Nutritionally-minded physicians are questioning the overall validity of the NORVIT findings, and few seem willing to sideline folic acid in the management of CVD. According to Leo Galland, MD, a New York City internist and director of the Foundation for Integrated Medicine, the issue is one of patient selection.
“Reducing homocysteine from 20 to 14 may have a greater effect than lowering it from 10 to 7, though each would be a 30% reduction. In the patients I see, (baseline) homocysteine levels of 10 are far more common than levels of 20. So a trial in all my patients could potentially miss the benefits,” Dr. Galland told Holistic Primary Care. “It is also possible that 3 years is not a long enough period in which to see an effect, and that the effect of homocysteine lowering may be confined to people who have not already experienced vascular damage.”

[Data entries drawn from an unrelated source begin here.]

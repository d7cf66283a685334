//! Generic copy-on-visit tree traversal.

use std::collections::BTreeMap;

use crate::value::{Map, Value};
use crate::walk::VisitContext;

/// Condition callback: decides whether a node participates in the walk's
/// transform (or, in removal mode, whether it survives).
pub type ConditionFn<'a> = Box<dyn Fn(&Value, &VisitContext) -> bool + 'a>;

/// Transform callback: returns the replacement for a node, or None to keep
/// the node as-is.
pub type TransformFn<'a> = Box<dyn Fn(&Value, &VisitContext) -> Option<Value> + 'a>;

/// Walker rebuilds a tree, visiting every field and element exactly once.
///
/// The input is never mutated: every kept Map and List is reconstructed on
/// the way back up, even when unchanged. Conditions gate transforms; in
/// removal mode (`removing`) they instead decide survival, and only entries
/// for which the condition holds are carried into the rebuilt containers.
/// Sequences are re-densified after removals.
#[derive(Default)]
pub struct Walker<'a> {
    condition: Option<ConditionFn<'a>>,
    transform: Option<TransformFn<'a>>,
    key_mapping: Option<&'a BTreeMap<String, String>>,
    remove: bool,
}

impl<'a> Walker<'a> {
    pub fn new() -> Self {
        Walker::default()
    }

    pub fn condition<F>(mut self, condition: F) -> Self
    where
        F: Fn(&Value, &VisitContext) -> bool + 'a,
    {
        self.condition = Some(Box::new(condition));
        self
    }

    pub fn transform<F>(mut self, transform: F) -> Self
    where
        F: Fn(&Value, &VisitContext) -> Option<Value> + 'a,
    {
        self.transform = Some(Box::new(transform));
        self
    }

    /// Field names of every visited Map are rewritten through `mapping`;
    /// names absent from it pass through unchanged.
    pub fn key_mapping(mut self, mapping: &'a BTreeMap<String, String>) -> Self {
        self.key_mapping = Some(mapping);
        self
    }

    /// Switches the walk to removal mode: entries are kept exactly when the
    /// condition passes. Callers wanting "remove what matches" invert their
    /// predicate before handing it over.
    pub fn removing(mut self) -> Self {
        self.remove = true;
        self
    }

    /// Runs the walk and returns the rebuilt tree. A scalar root is returned
    /// unchanged.
    pub fn walk(&self, value: &Value) -> Value {
        let mut named = Vec::new();
        let mut absolute = Vec::new();
        self.walk_value(value, &mut named, &mut absolute)
    }

    fn walk_value(
        &self,
        value: &Value,
        named: &mut Vec<String>,
        absolute: &mut Vec<String>,
    ) -> Value {
        match value {
            Value::Map(_) => self.walk_map(value, named, absolute),
            Value::List(_) => self.walk_list(value, named, absolute),
            other => other.clone(),
        }
    }

    fn walk_map(&self, value: &Value, named: &mut Vec<String>, absolute: &mut Vec<String>) -> Value {
        let level = absolute.len();

        // The whole root Mapping is tested and possibly replaced before its
        // fields are visited. Deeper Mappings are handled by visit_entry.
        let mut replaced_root = None;
        if level == 0 {
            if let (Some(condition), Some(transform)) = (&self.condition, &self.transform) {
                let ctx = VisitContext {
                    key: None,
                    parent: None,
                    key_path: &[],
                    absolute_path: &[],
                    level: 0,
                };
                if condition(value, &ctx) {
                    replaced_root = transform(value, &ctx);
                }
            }
        }

        let current = replaced_root.as_ref().unwrap_or(value);
        let map = match current {
            Value::Map(m) => m,
            other => return other.clone(),
        };

        let mut out = Map::new();
        for (key, child) in map.iter() {
            let key = match self.key_mapping {
                Some(mapping) => mapping.get(key).cloned().unwrap_or_else(|| key.clone()),
                None => key.clone(),
            };
            named.push(key.clone());
            absolute.push(key.clone());
            let kept = self.visit_entry(child, &key, current, named, absolute, level);
            named.pop();
            absolute.pop();
            if let Some(new_value) = kept {
                out.set(key, new_value);
            }
        }
        Value::Map(out)
    }

    fn walk_list(
        &self,
        value: &Value,
        named: &mut Vec<String>,
        absolute: &mut Vec<String>,
    ) -> Value {
        let level = absolute.len();
        let items = match value {
            Value::List(items) => items,
            _ => return value.clone(),
        };

        let mut out = Vec::new();
        for (index, child) in items.iter().enumerate() {
            let index_key = index.to_string();
            absolute.push(index_key.clone());
            let kept = self.visit_entry(child, &index_key, value, named, absolute, level);
            absolute.pop();
            if let Some(new_value) = kept {
                out.push(new_value);
            }
        }
        Value::List(out)
    }

    /// Visits one field or element. Returns None when the entry is dropped
    /// (removal mode only).
    fn visit_entry(
        &self,
        child: &Value,
        key: &str,
        parent: &Value,
        named: &mut Vec<String>,
        absolute: &mut Vec<String>,
        level: usize,
    ) -> Option<Value> {
        let composite = child.is_map() || child.is_list();
        let passed;
        let mut derived = None;
        {
            let ctx = VisitContext {
                key: Some(key),
                parent: Some(parent),
                key_path: named.as_slice(),
                absolute_path: absolute.as_slice(),
                level,
            };
            passed = match &self.condition {
                Some(condition) => condition(child, &ctx),
                None => true,
            };
            if passed {
                if composite {
                    // Composite values are only transformed when the caller
                    // supplied both callbacks; the condition alone cannot
                    // distinguish "visit" from "replace".
                    if self.condition.is_some() {
                        if let Some(transform) = &self.transform {
                            derived = transform(child, &ctx);
                        }
                    }
                } else if !self.remove {
                    if let Some(transform) = &self.transform {
                        derived = transform(child, &ctx);
                    }
                }
            }
        }

        if composite {
            if self.remove && !passed {
                return None;
            }
            let next = derived.as_ref().unwrap_or(child);
            Some(self.walk_value(next, named, absolute))
        } else if passed {
            if self.remove {
                Some(child.clone())
            } else {
                Some(derived.unwrap_or_else(|| child.clone()))
            }
        } else if self.remove {
            None
        } else {
            Some(child.clone())
        }
    }
}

Lee Lipsenthal, MD, president of the American Board of Holistic Medicine and a leader in the field of nutrition and lifestyle change to prevent heart disease, believes NORVIT’s folate doses were too low.
“While the study design was of good quality, the dose of folate used (0.8 mg per day) was fairly low. The usual treatment dose is 2 mg per day. The 0.8 mg dose lowered homocysteine from what appears to be a pre-treatment average of just over 13 micromoles/ liter to just above 9 micromoles/liter. In multiple studies showing the effectiveness of lowering homocysteine, levels were brought below 7 micromoles/liter. Thus the low dosing of folate and marginal effect of that dose may not have been enough to demonstrate a reasonable treatment effect.”
There are a number of other folate trials currently underway that could soften the blow delivered by the NORVIT data. The Study of the Effectiveness of Additional Reductions in Cholesterol and Homocysteine (SEARCH) trial, a massive UK study involving more than 12,000 post-infarction trials is testing the impact of 2 mg folate plus 1 mg vitamin B12. Data are expected at some point next year.